Analysts warn that this will extend disinflationary forces in global markets for years beyond consensus, which Anslem calls the "Long Grind."

Delayed Fed balance sheet: Hidden risks for global markets post-quantitative easing (QE)

The USA faces its own structural challenges. The Federal Reserve officially ended its more than three-year quantitative tightening (QT) program on December 1. This reduced their balance sheet by $2.43 trillion to $6.53 trillion.

Treasury bonds fell to $4.19 trillion, and mortgage-backed securities fell to $2.05 trillion. This wiped out more than half of the QE expansion from the pandemic era.

Analyst Endgame Macro notes that the real threat is not the Fed's balance sheet itself, but the delay of its effects.

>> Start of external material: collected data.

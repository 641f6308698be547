// Copyright (c) 2025 R3BL LLC. Licensed under Apache License, Version 2.0.

//! Shared [`nom`] building blocks for the grammar schemes: number shapes,
//! separators, and the optional alpha component.

use nom::{IResult, Parser,
          branch::alt,
          character::complete::{char, digit1, multispace0},
          combinator::{map, map_res, opt, recognize}};

/// Unsigned decimal number: `42` or `42.5`. A bare `.5` is not part of the
/// grammar.
pub fn unsigned_decimal(input: &str) -> IResult<&str, f64> {
    map_res(
        recognize((digit1, opt((char('.'), digit1)))),
        str::parse::<f64>,
    )
    .parse(input)
}

/// Signed decimal number: `-42`, `+42.5`, `42`.
pub fn signed_decimal(input: &str) -> IResult<&str, f64> {
    map_res(
        recognize((
            opt(alt((char('+'), char('-')))),
            digit1,
            opt((char('.'), digit1)),
        )),
        str::parse::<f64>,
    )
    .parse(input)
}

/// Percentage such as `82.35%`. Returns the number in front of the `%`.
pub fn percentage(input: &str) -> IResult<&str, f64> {
    let (input, value) = unsigned_decimal(input)?;
    let (input, _) = char('%').parse(input)?;
    Ok((input, value))
}

/// Separator between two channels: an optional comma surrounded by optional
/// whitespace.
pub fn channel_separator(input: &str) -> IResult<&str, ()> {
    let (input, _) = (multispace0, opt(char(',')), multispace0).parse(input)?;
    Ok((input, ()))
}

/// Separator in front of the alpha component: an optional comma or slash
/// surrounded by optional whitespace.
pub fn alpha_separator(input: &str) -> IResult<&str, ()> {
    let (input, _) = (multispace0, opt(alt((char(','), char('/')))), multispace0).parse(input)?;
    Ok((input, ()))
}

/// Optional alpha component: a bare decimal in `[0, 1]` or a percentage of
/// 1. Missing alpha means fully opaque.
pub fn opt_alpha(input: &str) -> IResult<&str, f64> {
    map(
        opt(alt((map(percentage, |pct| pct / 100.0), unsigned_decimal))),
        |maybe_alpha| maybe_alpha.unwrap_or(1.0),
    )
    .parse(input)
}

#[cfg(test)]
mod tests {
    use super::*;
    use crate::assert_eq2;
    use test_case::test_case;

    #[test_case("42", 42.0, "")]
    #[test_case("42.5", 42.5, "")]
    #[test_case("42.5%", 42.5, "%")]
    #[test_case("007", 7.0, "")]
    fn test_unsigned_decimal(input: &str, expected: f64, rest: &str) {
        let (remainder, value) = unsigned_decimal(input).unwrap();
        assert_eq2!(value, expected);
        assert_eq2!(remainder, rest);
    }

    #[test_case(".5")]
    #[test_case("-1")]
    #[test_case("abc")]
    fn test_unsigned_decimal_rejects(input: &str) {
        assert!(unsigned_decimal(input).is_err());
    }

    #[test_case("-42", -42.0)]
    #[test_case("+42.5", 42.5)]
    #[test_case("270", 270.0)]
    #[test_case("-15.5334303", -15.5334303)]
    fn test_signed_decimal(input: &str, expected: f64) {
        let (remainder, value) = signed_decimal(input).unwrap();
        assert_eq2!(value, expected);
        assert_eq2!(remainder, "");
    }

    #[test]
    fn test_percentage_requires_sign() {
        assert_eq2!(percentage("82.35%").unwrap(), ("", 82.35));
        assert!(percentage("82.35").is_err());
    }

    #[test_case("", 1.0; "missing means opaque")]
    #[test_case("0.5", 0.5)]
    #[test_case("50%", 0.5)]
    #[test_case("200%", 2.0; "range policy belongs to the caller")]
    fn test_opt_alpha(input: &str, expected: f64) {
        let (_, value) = opt_alpha(input).unwrap();
        assert_eq2!(value, expected);
    }

    #[test_case(" , ")]
    #[test_case(",")]
    #[test_case(" ")]
    #[test_case("")]
    fn test_channel_separator(input: &str) {
        let (remainder, ()) = channel_separator(input).unwrap();
        assert_eq2!(remainder, "");
    }

    #[test_case(" / ")]
    #[test_case(",")]
    #[test_case("")]
    fn test_alpha_separator(input: &str) {
        let (remainder, ()) = alpha_separator(input).unwrap();
        assert_eq2!(remainder, "");
    }
}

The tightening of policy over the past two years has put significant pressure on households. Moreover, corporate bankruptcies are at their highest in 15 years, and small businesses remain without a real safety net.

Even with interest rate cuts and potential QE, policy cannot immediately reverse the stress already flowing through the economy.

The Fed is now moving to purchases under the Reserve Management Program (RMP). Therefore, officials are to buy Treasury bonds worth $20-40 billion per month starting January 2026.

Shanaka Anslem explains that this quietly introduces $480 billion of annual liquidity, preserving QE mechanics off the books.

Meanwhile, bank reserves, already at $3 trillion, are set to grow. Liquidity in markets is no longer abundant and becomes only sufficient, changing the conditions for risky assets, inflation, and credit.

Japan's debt crisis: the 30-year era of ultra-low interest rates is coming to an end

On the other side of the Pacific, Japan faces an accounting reckoning that could spill over into global markets.

Japanese bond yields have surged sharply. Meanwhile, the 20-year yield reached 2.947%. It is the highest since 1998.

Meanwhile, 10-year levels at 1.95% are marked as critical by institutional stress models. The Bank of Japan now has ¥28.6 trillion in unrealized losses, which is 225% of its capital base, making it technically insolvent.

Rising yields threaten $1.13 trillion in American Treasuries held by Japanese investors, as well as the $1.2 trillion yen carry trade, which could unravel and trigger $500 billion in global capital outflows within 18 months. Shanaka Anslem added:

"For 30 years, Japanese yields anchored global interest rates at artificially low levels. Today, they have broken. The world is transitioning to a completely different interest rate regime."

Warning for global markets: The world is entering a three-speed financial reset

The convergence of these forces, namely the expansion of liquidity in the USA, China's fiscal constraints, and Japanese debt stress, signals the end of synchronized cycles and the beginning of a multi-faceted, variable environment.

Analysts warn of structural impacts on credit markets, currencies, and even cryptocurrencies. X, a market observer, notes that the sell-off of Japanese bonds could trigger Tether's depeg. It could also depress Bitcoin and force corporate cryptocurrency holders, such as Strategy, to liquidate. This will create cascading effects in the digital asset market.

Meanwhile, corporate bankruptcies in the USA are rising, reaching 655 filings by October 2025. This is the highest level in 15 years. Shanaka Anslem warns that this is just the beginning, as shadow banks and private credit absorb risks that traditional banks have rejected, masking hidden weaknesses.

Due to tariffs, interest rate pressures, and fiscal tightening, analysts see 2026 as a time for structural adjustments. Additionally, liquidity injections, market psychology, and geopolitical factors will collide to determine winners and losers among asset classes.

The long process appears as an extended period of volatility, driven not by cyclical mistakes but by structural, multi-year changes in monetary policy, fiscal discipline, and global capital flows.

Forces shaping global markets and finance

Investors should watch:

  • US RMP,

  • interest rate cuts by the Fed,

  • shadow credit insolvencies and

  • the repatriation of Japanese capital,

These forces together transform risk, return, and liquidity in a way not seen since the end of the low-interest era following the global financial crisis (GFC).